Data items
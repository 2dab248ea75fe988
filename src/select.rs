//! Best-answer planning and activation per question group.

use eoka::Page;
use tracing::{debug, info};

use crate::config::MarkupConfig;
use crate::dom::{self, ChoiceWidget};
use crate::{group, score, Result};

/// How a group's members can be compared, decided once per group so the
/// numeric and sentiment paths never interleave within one group.
#[derive(Debug, Clone, Copy, PartialEq, Eq)]
pub enum ScoreRegime {
    /// At least one member's raw value parses as a number.
    Numeric,
    /// No numeric values, but at least one label matches a scoring rule.
    Sentiment,
    /// No usable signal; fall back to the first member.
    Unmatched,
}

impl ScoreRegime {
    /// Classify a group by inspecting its members.
    pub fn of_group(widgets: &[ChoiceWidget], group: &[usize]) -> Self {
        if group.iter().any(|&i| numeric_value(&widgets[i]).is_some()) {
            ScoreRegime::Numeric
        } else if group
            .iter()
            .any(|&i| score::score_text(widgets[i].answer_text()).is_some())
        {
            ScoreRegime::Sentiment
        } else {
            ScoreRegime::Unmatched
        }
    }
}

/// Observable result of one selection pass, consumed by the retry driver.
#[derive(Debug, Clone, Copy, Default)]
pub struct PassOutcome {
    /// Choice widgets discovered.
    pub widgets: usize,
    /// Question groups reconstructed.
    pub groups: usize,
    /// Activations performed.
    pub activated: usize,
    /// Groups left with no checked member.
    pub unchecked: usize,
}

impl PassOutcome {
    /// A pass converged when every discovered group ended up checked.
    /// A pass that found nothing at all has not converged — the page
    /// likely has not rendered its question set yet.
    pub fn converged(&self) -> bool {
        self.widgets > 0 && self.unchecked == 0
    }
}

fn numeric_value(widget: &ChoiceWidget) -> Option<f64> {
    let trimmed = widget.value.trim();
    if trimmed.is_empty() {
        return None;
    }
    trimmed.parse().ok()
}

/// Pick the member to activate, as an index into the snapshot.
///
/// Numeric regime: maximum value, strictly-greater comparison so ties
/// resolve to the first-encountered maximum. Sentiment regime: maximum
/// score among members that match a rule. Unmatched: first member.
pub fn plan(widgets: &[ChoiceWidget], group: &[usize]) -> Option<usize> {
    match ScoreRegime::of_group(widgets, group) {
        ScoreRegime::Numeric => {
            let mut best: Option<(usize, f64)> = None;
            for &i in group {
                let Some(v) = numeric_value(&widgets[i]) else { continue };
                if best.map_or(true, |(_, bv)| v > bv) {
                    best = Some((i, v));
                }
            }
            best.map(|(i, _)| i)
        }
        ScoreRegime::Sentiment => {
            let mut best: Option<(usize, i32)> = None;
            for &i in group {
                let Some(s) = score::score_text(widgets[i].answer_text()) else { continue };
                if best.map_or(true, |(_, bs)| s > bs) {
                    best = Some((i, s));
                }
            }
            best.map(|(i, _)| i)
        }
        ScoreRegime::Unmatched => group.first().copied(),
    }
}

/// One grouping + selection pass over the live page.
///
/// Snapshots the page, activates the planned member of every group (skipping
/// disabled members), then re-snapshots to count groups that still have no
/// checked member — the host may re-render between click and check.
pub async fn select_pass(page: &Page, markup: &MarkupConfig) -> Result<PassOutcome> {
    let snap = dom::snapshot(page, markup).await?;
    debug!("choice widgets: {}", snap.widgets.len());

    if snap.widgets.is_empty() {
        debug!("no choice widgets found; custom component or not rendered yet");
        return Ok(PassOutcome::default());
    }

    let groups = group::group_widgets(&snap.widgets);
    let mut activated = 0;
    for members in &groups {
        if let Some(i) = plan(&snap.widgets, members) {
            let best = &snap.widgets[i];
            if !best.disabled && dom::activate(page, &best.selector).await? {
                activated += 1;
            }
        }
    }

    let after = dom::snapshot(page, markup).await?;
    let regrouped = group::group_widgets(&after.widgets);
    let unchecked = regrouped
        .iter()
        .filter(|members| !group::is_checked(members, &after.widgets))
        .count();

    info!(
        "selection pass: {} groups, {} activated, {} unchecked",
        groups.len(),
        activated,
        unchecked
    );

    Ok(PassOutcome {
        widgets: snap.widgets.len(),
        groups: groups.len(),
        activated,
        unchecked,
    })
}

#[cfg(test)]
mod tests {
    use super::*;

    fn widget(value: &str, label: &str) -> ChoiceWidget {
        ChoiceWidget {
            selector: String::new(),
            value: value.into(),
            label: label.into(),
            name: None,
            container: Some(0),
            disabled: false,
            checked: false,
        }
    }

    fn indices(n: usize) -> Vec<usize> {
        (0..n).collect()
    }

    #[test]
    fn test_numeric_group_picks_max() {
        let widgets = vec![widget("1", ""), widget("5", ""), widget("3", "")];
        assert_eq!(ScoreRegime::of_group(&widgets, &indices(3)), ScoreRegime::Numeric);
        assert_eq!(plan(&widgets, &indices(3)), Some(1));
    }

    #[test]
    fn test_numeric_tie_first_wins() {
        let widgets = vec![widget("5", ""), widget("5", ""), widget("2", "")];
        assert_eq!(plan(&widgets, &indices(3)), Some(0));
    }

    #[test]
    fn test_numeric_skips_unparseable_members() {
        let widgets = vec![widget("abc", ""), widget("2", ""), widget("4", "")];
        assert_eq!(plan(&widgets, &indices(3)), Some(2));
    }

    #[test]
    fn test_sentiment_group_picks_max_score() {
        let widgets = vec![
            widget("", "不太满意"),
            widget("", "非常满意"),
            widget("", "比较满意"),
        ];
        assert_eq!(ScoreRegime::of_group(&widgets, &indices(3)), ScoreRegime::Sentiment);
        assert_eq!(plan(&widgets, &indices(3)), Some(1));
    }

    #[test]
    fn test_sentiment_ignores_unmatched_members() {
        let widgets = vec![widget("", "其他"), widget("", "满意"), widget("", "同意")];
        // 满意 and 同意 both score 2; first max wins.
        assert_eq!(plan(&widgets, &indices(3)), Some(1));
    }

    #[test]
    fn test_unmatched_group_falls_back_to_first() {
        let widgets = vec![widget("", "选项甲"), widget("", "选项乙")];
        assert_eq!(ScoreRegime::of_group(&widgets, &indices(2)), ScoreRegime::Unmatched);
        assert_eq!(plan(&widgets, &indices(2)), Some(0));
    }

    #[test]
    fn test_mixed_group_is_numeric() {
        // One numeric member puts the whole group in the numeric regime;
        // sentiment labels on other members are not consulted.
        let widgets = vec![widget("", "非常满意"), widget("2", "一般")];
        assert_eq!(ScoreRegime::of_group(&widgets, &indices(2)), ScoreRegime::Numeric);
        assert_eq!(plan(&widgets, &indices(2)), Some(1));
    }

    #[test]
    fn test_empty_group() {
        let widgets: Vec<ChoiceWidget> = Vec::new();
        assert_eq!(plan(&widgets, &[]), None);
    }

    #[test]
    fn test_plan_is_idempotent_on_checked_snapshot() {
        let mut widgets = vec![widget("1", ""), widget("5", ""), widget("3", "")];
        let first = plan(&widgets, &indices(3)).unwrap();
        widgets[first].checked = true;
        // Re-planning picks the same member and the group reads as checked.
        assert_eq!(plan(&widgets, &indices(3)), Some(first));
        assert!(crate::group::is_checked(&indices(3), &widgets));
    }

    #[test]
    fn test_outcome_convergence() {
        let converged = PassOutcome { widgets: 10, groups: 2, activated: 2, unchecked: 0 };
        assert!(converged.converged());

        let pending = PassOutcome { widgets: 10, groups: 2, activated: 1, unchecked: 1 };
        assert!(!pending.converged());

        // An empty page never counts as converged.
        assert!(!PassOutcome::default().converged());
    }
}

Your assignment: Among the lines of the records above, count those containing the word "that", then give the number by itself.

Written reply: 3